The answer should be one number, the count of lines in the data with "static".

******

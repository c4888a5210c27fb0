//! Masking policies for string-like values.
//!
//! Policies are pure string transformations over Unicode scalar values. They
//! do not traverse structures or decide what is sensitive; the resolver chain
//! does that and hands individual strings here.

use std::borrow::Cow;

use crate::classification::{
    BankCard, Classification, Email, IdNumber, Password, PersonName, Phone, PostalAddress, Secret,
};

/// Default placeholder used for full masking.
pub const MASKED_PLACEHOLDER: &str = "[MASKED]";

/// How to mask a string-like value.
///
/// All variants operate on Unicode scalar values and return an owned
/// `String`; they are total and never fail.
#[derive(Clone, Debug)]
pub enum TextMaskPolicy {
    /// Replace the entire value with a fixed placeholder.
    Full {
        /// The placeholder text to use.
        placeholder: Cow<'static, str>,
    },
    /// Keep `prefix` leading and `suffix` trailing characters visible and
    /// mask everything between them. When the kept spans cover the whole
    /// value it is returned unchanged.
    KeepEnds {
        /// Leading characters kept in clear text.
        prefix: usize,
        /// Trailing characters kept in clear text.
        suffix: usize,
        /// Symbol written over the hidden middle.
        mask_char: char,
    },
    /// Mask `prefix` leading and `suffix` trailing characters and leave the
    /// middle untouched. When the masked spans cover the whole value, every
    /// character is masked.
    MaskEnds {
        /// Leading characters to mask.
        prefix: usize,
        /// Trailing characters to mask.
        suffix: usize,
        /// Symbol written over the masked spans.
        mask_char: char,
    },
}

impl TextMaskPolicy {
    /// Full masking with [`MASKED_PLACEHOLDER`].
    #[must_use]
    pub fn full() -> Self {
        Self::Full {
            placeholder: Cow::Borrowed(MASKED_PLACEHOLDER),
        }
    }

    /// Full masking with a custom placeholder.
    #[must_use]
    pub fn full_with<P>(placeholder: P) -> Self
    where
        P: Into<Cow<'static, str>>,
    {
        Self::Full {
            placeholder: placeholder.into(),
        }
    }

    /// Keeps only the first `prefix` characters visible.
    #[must_use]
    pub fn keep_first(prefix: usize) -> Self {
        Self::keep_ends(prefix, 0)
    }

    /// Keeps only the last `suffix` characters visible.
    #[must_use]
    pub fn keep_last(suffix: usize) -> Self {
        Self::keep_ends(0, suffix)
    }

    /// Keeps both ends visible and masks the middle.
    #[must_use]
    pub fn keep_ends(prefix: usize, suffix: usize) -> Self {
        Self::KeepEnds {
            prefix,
            suffix,
            mask_char: '*',
        }
    }

    /// Masks only the first `prefix` characters.
    #[must_use]
    pub fn mask_first(prefix: usize) -> Self {
        Self::mask_ends(prefix, 0)
    }

    /// Masks only the last `suffix` characters.
    #[must_use]
    pub fn mask_last(suffix: usize) -> Self {
        Self::mask_ends(0, suffix)
    }

    /// Masks both ends and leaves the middle untouched.
    #[must_use]
    pub fn mask_ends(prefix: usize, suffix: usize) -> Self {
        Self::MaskEnds {
            prefix,
            suffix,
            mask_char: '*',
        }
    }

    /// Overrides the masking character.
    ///
    /// Has no effect on [`TextMaskPolicy::Full`], which replaces the value
    /// with a placeholder string rather than masking characters.
    #[must_use]
    pub fn with_mask_char(mut self, symbol: char) -> Self {
        match &mut self {
            Self::Full { .. } => {}
            Self::KeepEnds { mask_char, .. } | Self::MaskEnds { mask_char, .. } => {
                *mask_char = symbol;
            }
        }
        self
    }

    /// Applies the policy to `value`.
    #[must_use]
    pub fn apply_to(&self, value: &str) -> String {
        match *self {
            Self::Full { ref placeholder } => placeholder.clone().into_owned(),
            Self::KeepEnds {
                prefix,
                suffix,
                mask_char,
            } => {
                let mut chars: Vec<char> = value.chars().collect();
                let total = chars.len();
                if prefix + suffix >= total {
                    return value.to_owned();
                }
                for symbol in &mut chars[prefix..total - suffix] {
                    *symbol = mask_char;
                }
                chars.into_iter().collect()
            }
            Self::MaskEnds {
                prefix,
                suffix,
                mask_char,
            } => {
                let mut chars: Vec<char> = value.chars().collect();
                let total = chars.len();
                if prefix + suffix >= total {
                    chars.fill(mask_char);
                    return chars.into_iter().collect();
                }
                for symbol in &mut chars[..prefix] {
                    *symbol = mask_char;
                }
                for symbol in &mut chars[total - suffix..] {
                    *symbol = mask_char;
                }
                chars.into_iter().collect()
            }
        }
    }
}

impl Default for TextMaskPolicy {
    fn default() -> Self {
        Self::full()
    }
}

/// Associates a classification with its concrete masking policy.
///
/// The policy is fixed per classification type and independent of runtime
/// context.
pub trait MaskPolicy: Classification {
    /// The policy applied to values classified as `Self`.
    fn policy() -> TextMaskPolicy;
}

/// The runtime annotation attached to classified declaration sites.
///
/// The derive macro turns `#[sensitive(Phone)]` into
/// `Classified::of::<Phone>()` on the field's shape; the terminal masking
/// resolver then applies the captured policy to the field's string value.
#[derive(Clone, Debug)]
pub struct Classified {
    classification: &'static str,
    policy: TextMaskPolicy,
}

impl Classified {
    /// Captures the policy of classification `C`.
    #[must_use]
    pub fn of<C: MaskPolicy + 'static>() -> Self {
        Self {
            classification: std::any::type_name::<C>(),
            policy: C::policy(),
        }
    }

    /// The classification's type name, for diagnostics.
    #[must_use]
    pub fn classification(&self) -> &'static str {
        self.classification
    }

    /// The captured policy.
    #[must_use]
    pub fn policy(&self) -> &TextMaskPolicy {
        &self.policy
    }
}

impl MaskPolicy for Secret {
    fn policy() -> TextMaskPolicy {
        TextMaskPolicy::full()
    }
}

impl MaskPolicy for Password {
    fn policy() -> TextMaskPolicy {
        TextMaskPolicy::full()
    }
}

impl MaskPolicy for PersonName {
    fn policy() -> TextMaskPolicy {
        TextMaskPolicy::keep_first(1)
    }
}

impl MaskPolicy for Phone {
    fn policy() -> TextMaskPolicy {
        TextMaskPolicy::keep_ends(3, 4)
    }
}

impl MaskPolicy for Email {
    fn policy() -> TextMaskPolicy {
        TextMaskPolicy::keep_first(2)
    }
}

impl MaskPolicy for IdNumber {
    fn policy() -> TextMaskPolicy {
        TextMaskPolicy::keep_last(4)
    }
}

impl MaskPolicy for BankCard {
    fn policy() -> TextMaskPolicy {
        TextMaskPolicy::keep_last(4)
    }
}

impl MaskPolicy for PostalAddress {
    fn policy() -> TextMaskPolicy {
        TextMaskPolicy::keep_first(6)
    }
}

#[cfg(test)]
mod tests {
    use super::{Classified, MaskPolicy, TextMaskPolicy, MASKED_PLACEHOLDER};
    use crate::classification::{IdNumber, PersonName, Phone, Secret};

    #[test]
    fn full_policy_uses_default_placeholder() {
        assert_eq!(TextMaskPolicy::full().apply_to("secret"), MASKED_PLACEHOLDER);
        assert_eq!(TextMaskPolicy::full().apply_to(""), MASKED_PLACEHOLDER);
    }

    #[test]
    fn full_policy_uses_custom_placeholder() {
        let policy = TextMaskPolicy::full_with("<hidden>");
        assert_eq!(policy.apply_to("secret"), "<hidden>");
    }

    #[test]
    fn keep_ends_masks_the_middle() {
        let policy = TextMaskPolicy::keep_ends(2, 2);
        assert_eq!(policy.apply_to("abcdef"), "ab**ef");
    }

    #[test]
    fn keep_span_covering_value_leaves_it_unchanged() {
        let policy = TextMaskPolicy::keep_ends(2, 2);
        assert_eq!(policy.apply_to("abcd"), "abcd");
        assert_eq!(policy.apply_to(""), "");
    }

    #[test]
    fn mask_ends_leaves_the_middle() {
        let policy = TextMaskPolicy::mask_ends(2, 2);
        assert_eq!(policy.apply_to("abcdef"), "**cd**");
    }

    #[test]
    fn mask_span_covering_value_masks_everything() {
        let policy = TextMaskPolicy::mask_ends(2, 2);
        assert_eq!(policy.apply_to("abc"), "***");
    }

    #[test]
    fn custom_mask_char_is_respected() {
        let policy = TextMaskPolicy::keep_first(2).with_mask_char('#');
        assert_eq!(policy.apply_to("abcdef"), "ab####");
    }

    #[test]
    fn policies_operate_on_scalar_values_not_bytes() {
        let policy = TextMaskPolicy::keep_first(2);
        assert_eq!(policy.apply_to("秘密数据"), "秘密**");
    }

    #[test]
    fn classification_policies_have_expected_defaults() {
        assert_eq!(Secret::policy().apply_to("hunter2"), MASKED_PLACEHOLDER);
        assert_eq!(Phone::policy().apply_to("13812345678"), "138****5678");
        assert_eq!(PersonName::policy().apply_to("Ann"), "A**");
        assert_eq!(IdNumber::policy().apply_to("123-45-6789"), "*******6789");
    }

    #[test]
    fn classified_captures_policy_and_name() {
        let classified = Classified::of::<Secret>();
        assert!(classified.classification().contains("Secret"));
        assert_eq!(classified.policy().apply_to("x"), MASKED_PLACEHOLDER);
    }
}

******

■ Exercise solution ■
5